Realization: Sarcasm At Its Best

Yesterday, when the time had just settled at the fattest pointer of our college wall clock, I saw a pack of students in formals talking about their aptitude test, worried, petrified by the charm of "placements" chant and probably some of them have shot a bewildered gaze towards the groups of juniors coming out from the college gates. I stopped, took a little time to take a deep breath and found myself at the top of a "guilt mountain" which probably shadowed the rest of the world and took me somewhere else, I was unaware of. Where am I? That's the first question I asked myself. I remembered, in our college group mail there was a mail flashing regarding a well known company's arrival. It promised to take many students in its jet after all. However, it was just for some selected departments and making me happy, my department was not in them.

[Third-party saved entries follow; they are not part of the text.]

//! Typed, keyed, deduplicating work queue.
//!
//! Events for the same key coalesce: enqueueing while an item waits
//! replaces the waiting event, and enqueueing while an item is in flight
//! causes exactly one re-process after the in-flight one completes. Events
//! for the same key are processed serially; distinct keys run in parallel
//! up to the worker count.
//!
//! The queue is also the only retry mechanism: transient handler errors
//! re-enqueue with exponential back-off, and a handler can ask to be woken
//! again after a delay by returning a resync hint.

use std::collections::{HashMap, HashSet, VecDeque};
use std::sync::atomic::{AtomicBool, Ordering};
use std::sync::{Arc, Mutex};
use std::time::Duration;

use async_trait::async_trait;
use thiserror::Error;
use tokio::sync::Notify;
use tokio::task::JoinSet;
use tracing::{error, info, warn};

use kudo_api::Escalation;

/// Objects processable by the queue are addressed by a stable key.
pub trait Keyed {
    /// The coalescing key; events with equal keys collapse.
    fn key(&self) -> String;
}

impl Keyed for Escalation {
    fn key(&self) -> String {
        self.metadata.name.clone()
    }
}

/// A mutation event observed on the external store.
#[derive(Debug)]
pub enum Event<T> {
    /// The object was created, or re-listed after a cache resync.
    Add(Arc<T>),
    /// The object changed.
    Update {
        /// State before the change.
        old: Arc<T>,
        /// State after the change.
        new: Arc<T>,
    },
    /// The object was removed from the store.
    Delete(Arc<T>),
}

impl<T> Clone for Event<T> {
    fn clone(&self) -> Self {
        match self {
            Event::Add(obj) => Event::Add(obj.clone()),
            Event::Update { old, new } => Event::Update {
                old: old.clone(),
                new: new.clone(),
            },
            Event::Delete(obj) => Event::Delete(obj.clone()),
        }
    }
}

impl<T: Keyed> Event<T> {
    fn key(&self) -> String {
        match self {
            Event::Add(obj) | Event::Delete(obj) => obj.key(),
            Event::Update { new, .. } => new.key(),
        }
    }
}

/// What the handler wants to happen next for the object it just processed.
#[derive(Debug)]
pub struct EventInsight<T> {
    /// Re-deliver an update for `object` after this delay.
    pub resync_after: Option<Duration>,
    /// The object to re-deliver. Required when `resync_after` is set.
    pub object: Option<Arc<T>>,
}

impl<T> EventInsight<T> {
    /// Nothing to schedule.
    pub fn none() -> Self {
        EventInsight {
            resync_after: None,
            object: None,
        }
    }

    /// Revisit `object` after `delay`.
    pub fn resync_after(delay: Duration, object: Arc<T>) -> Self {
        EventInsight {
            resync_after: Some(delay),
            object: Some(object),
        }
    }
}

impl<T> Default for EventInsight<T> {
    fn default() -> Self {
        EventInsight::none()
    }
}

/// Failure of an event handler.
#[derive(Debug, Error)]
pub enum HandlerError {
    /// Retrying may succeed; the queue re-enqueues with back-off.
    #[error("transient error: {0}")]
    Transient(String),

    /// Retrying will not help; the event is logged and dropped. The next
    /// cache resync re-delivers the object if it still matters.
    #[error("{0}")]
    Terminal(String),
}

impl HandlerError {
    /// Whether the queue should retry this failure.
    pub fn is_transient(&self) -> bool {
        matches!(self, HandlerError::Transient(_))
    }
}

impl From<kudo_api::StoreError> for HandlerError {
    fn from(err: kudo_api::StoreError) -> Self {
        if err.is_retryable() {
            HandlerError::Transient(err.to_string())
        } else {
            HandlerError::Terminal(err.to_string())
        }
    }
}

/// Consumer of store mutation events.
#[async_trait]
pub trait EventHandler<T: Send + Sync>: Send + Sync {
    /// The object appeared.
    async fn on_add(&self, object: Arc<T>) -> Result<EventInsight<T>, HandlerError>;

    /// The object changed.
    async fn on_update(&self, old: Arc<T>, new: Arc<T>)
        -> Result<EventInsight<T>, HandlerError>;

    /// The object disappeared.
    async fn on_delete(&self, object: Arc<T>) -> Result<EventInsight<T>, HandlerError>;
}

/// Per-key exponential back-off for transient failures.
struct Backoff {
    base: Duration,
    cap: Duration,
    attempts: Mutex<HashMap<String, u32>>,
}

impl Backoff {
    fn new(base: Duration, cap: Duration) -> Self {
        Backoff {
            base,
            cap,
            attempts: Mutex::new(HashMap::new()),
        }
    }

    fn next_delay(&self, key: &str) -> Duration {
        let mut attempts = self.attempts.lock().unwrap();
        let n = attempts.entry(key.to_string()).or_insert(0);
        *n += 1;

        let factor = 2u32.saturating_pow(n.saturating_sub(1).min(31));
        self.base.saturating_mul(factor).min(self.cap)
    }

    fn forget(&self, key: &str) {
        self.attempts.lock().unwrap().remove(key);
    }
}

struct QueueState<T> {
    order: VecDeque<String>,
    queued: HashSet<String>,
    pending: HashMap<String, Event<T>>,
    active: HashSet<String>,
}

impl<T> Default for QueueState<T> {
    fn default() -> Self {
        QueueState {
            order: VecDeque::new(),
            queued: HashSet::new(),
            pending: HashMap::new(),
            active: HashSet::new(),
        }
    }
}

/// Work-queue runner feeding an [`EventHandler`] with N parallel workers.
pub struct QueuedEventHandler<T> {
    name: String,
    handler: Arc<dyn EventHandler<T>>,
    state: Mutex<QueueState<T>>,
    wakeup: Notify,
    backoff: Backoff,
    shut_down: AtomicBool,
}

impl<T> QueuedEventHandler<T>
where
    T: Keyed + Send + Sync + 'static,
{
    /// Default back-off floor for transient failures.
    pub const BACKOFF_BASE: Duration = Duration::from_millis(5);

    /// Default back-off ceiling for transient failures.
    pub const BACKOFF_CAP: Duration = Duration::from_secs(1000);

    /// Build a queue feeding `handler`, labeled `name` in logs.
    pub fn new(handler: Arc<dyn EventHandler<T>>, name: impl Into<String>) -> Arc<Self> {
        Arc::new(QueuedEventHandler {
            name: name.into(),
            handler,
            state: Mutex::new(QueueState::default()),
            wakeup: Notify::new(),
            backoff: Backoff::new(Self::BACKOFF_BASE, Self::BACKOFF_CAP),
            shut_down: AtomicBool::new(false),
        })
    }

    /// Enqueue an event, coalescing with any waiting event for the key.
    pub fn enqueue(&self, event: Event<T>) {
        if self.shut_down.load(Ordering::Acquire) {
            return;
        }

        let key = event.key();

        {
            let mut state = self.state.lock().unwrap();
            state.pending.insert(key.clone(), event);

            if !state.active.contains(&key) && state.queued.insert(key.clone()) {
                state.order.push_back(key);
            }
        }

        self.wakeup.notify_waiters();
    }

    /// Enqueue an event after a delay, unless the queue shuts down first.
    pub fn enqueue_after(self: &Arc<Self>, event: Event<T>, delay: Duration) {
        let queue = Arc::clone(self);

        tokio::spawn(async move {
            tokio::time::sleep(delay).await;
            queue.enqueue(event);
        });
    }

    /// Run `workers` parallel workers until [`QueuedEventHandler::shutdown`]
    /// is called. Each reconcile runs on its own task, so a panicking
    /// handler costs one event, not a worker.
    pub async fn run(self: Arc<Self>, workers: usize) {
        info!(name = %self.name, total = workers, "starting workers for handler");

        let mut tasks = JoinSet::new();
        for worker in 0..workers {
            let queue = Arc::clone(&self);
            tasks.spawn(async move { queue.run_worker(worker).await });
        }

        while tasks.join_next().await.is_some() {}

        info!(name = %self.name, "workers stopped");
    }

    /// Stop accepting events and wind the workers down.
    pub fn shutdown(&self) {
        self.shut_down.store(true, Ordering::Release);
        self.wakeup.notify_waiters();
    }

    async fn run_worker(self: Arc<Self>, worker: usize) {
        while let Some((key, event)) = self.next_item().await {
            self.process(&key, event, worker).await;

            let requeue = {
                let mut state = self.state.lock().unwrap();
                state.active.remove(&key);

                // An event arrived while this key was in flight: exactly
                // one re-process.
                if state.pending.contains_key(&key) && state.queued.insert(key.clone()) {
                    state.order.push_back(key);
                    true
                } else {
                    false
                }
            };

            if requeue {
                self.wakeup.notify_waiters();
            }
        }
    }

    async fn next_item(&self) -> Option<(String, Event<T>)> {
        loop {
            // Register interest before checking state so an enqueue racing
            // with the check still wakes us.
            let notified = self.wakeup.notified();

            if self.shut_down.load(Ordering::Acquire) {
                return None;
            }

            {
                let mut state = self.state.lock().unwrap();
                if let Some(key) = state.order.pop_front() {
                    state.queued.remove(&key);
                    if let Some(event) = state.pending.remove(&key) {
                        state.active.insert(key.clone());
                        return Some((key, event));
                    }
                    continue;
                }
            }

            notified.await;
        }
    }

    async fn process(self: &Arc<Self>, key: &str, event: Event<T>, worker: usize) {
        let handler = Arc::clone(&self.handler);
        let task_event = event.clone();

        let joined = tokio::spawn(async move {
            match task_event {
                Event::Add(obj) => handler.on_add(obj).await,
                Event::Update { old, new } => handler.on_update(old, new).await,
                Event::Delete(obj) => handler.on_delete(obj).await,
            }
        })
        .await;

        match joined {
            Ok(Ok(insight)) => {
                self.backoff.forget(key);

                if let (Some(delay), Some(object)) = (insight.resync_after, insight.object) {
                    self.enqueue_after(
                        Event::Update {
                            old: Arc::clone(&object),
                            new: object,
                        },
                        delay,
                    );
                }
            }
            Ok(Err(err)) if err.is_transient() => {
                let delay = self.backoff.next_delay(key);
                warn!(
                    name = %self.name,
                    key,
                    delay_ms = delay.as_millis() as u64,
                    error = %err,
                    "handler reported a transient error, requeuing",
                );
                self.enqueue_after(event, delay);
            }
            Ok(Err(err)) => {
                self.backoff.forget(key);
                error!(name = %self.name, key, error = %err, "handler reported an error");
            }
            Err(join_err) => {
                self.backoff.forget(key);
                if join_err.is_panic() {
                    error!(
                        name = %self.name,
                        key,
                        worker,
                        "recovered panic from handler, dropping event",
                    );
                } else {
                    error!(name = %self.name, key, worker, "handler task was cancelled");
                }
            }
        }
    }
}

I knew, after all I have crossed the 3 golden years of my life and now this is the time to be a part of the placement ruckus. I felt dejected, I... I wanted to cry out loud, run away somewhere where people do not bother to work all day and night just for the sake of money and fame. No wait, I was probably entangled in my own world. Without money, one can't survive and for that by any means, one needs to chain himself up with a spinning wheel. It makes me mad, it makes me sad to see myself getting in the giant whirlpool of people fighting to get his share. I can't, I am not made for this.

Shitala, my neighbor is in 3rd year of her college life. She will soon graduate with an honors degree in English literature. Her mother told her to talk to me and find out what will be the best job category for her. I sighed, I told her about my prosoective idea of opening a xerox shop in our main campus and rejuvenating our canteen. I told her how it can help me save time to pursue my research and also give me food and enough profit to live the rest of my life. Unfortunately, her mother thought I mocked her. She came and rebuked me for filling her ears up with jabbers. And in the process, I failed again.

Writing complete 3 paragraphs of nothing actually adds something to the void fitted in my chest. Honestly, I need a psychiatrist, I need a person to train me how to face those skilled eyes of big companies. But at the core of my heart, I am extremely annoyed with the life I have already lived and the surroundings. Things run in a different way. Yes, I couldnt be a good engineer but I am human. I know I can make profit out of a xerox shop. I know one day my research and projects will pay me more than "money". I LOVE writing as a VoiCE blogger. Still, for the sake of policies, friends, parents, day and night I would probably do the same which I hate the most now. I will eat my own brain, my own stomach to run the way they will train me, groom me and stuff me with their experiences. I will die once again and probably never get resurrected like Jesus. After all, people knew him, I am all alone, like the other soul begging for a paisa in the Lenin Sarani's crossing, like the bereaved father of that broken church who is taking his last breath in the name of his God , like that poor chicken getting ready for his turn to be cut in halves for his meal. Yes, I am the biggest loser.

#a heartbroken ramble

Replies

  • Ankita Katdare
    Ankita Katdare
    Debasmita Banerjee
    I sighed, I told her about my prosoective idea of opening a xerox shop in our main campus and rejuvenating our canteen.
    That sounds like a plan to me. Why not do that? No need to feel dejected. Every one is free in this world to dream and work towards whatever they want to achieve.
    Many engineers are bogged down by societal norms. They don't want to follow the trodden path and I think that's completely fine as long as you know where you want go.

    I was just reminded of this interview we did. Check:
    Gullu's Kitchen Founder Gulshan Iyer Rejected TCS Offer To Start Quick Service Restaurant
    You are right when you say you can make money by opening a photo-copying center and a canteen. Keep innovating and in no time you could make those things popular.
  • Amit Jha
    Amit Jha
    Hey #-Link-Snipped-#
    The xerox shop one is my idea. Nicely written though. Many students faces the same fate.😖
    😡
  • Debasmita Banerjee
    Debasmita Banerjee
    Amit Kumar Jha
    Hey #-Link-Snipped-#
    The xerox shop one is my idea. Nicely written though. Many students faces the same fate.😖
    😡
    Nope!! the Shitala incident has happened much before I told you about any of these. #-Link-Snipped-# is probably the first person who has agreed that we can also live in this world. We are no trash. ☕
  • Ankita Katdare
    Ankita Katdare
    Debasmita Banerjee
    Nope!! the Shitala incident has happened much before I told you about any of these. #-Link-Snipped-# is probably the first person who has agreed that we can also live in this world. We are no trash. ☕
    You don't need validation from anyone on this planet. Be yourself & chase your dreams.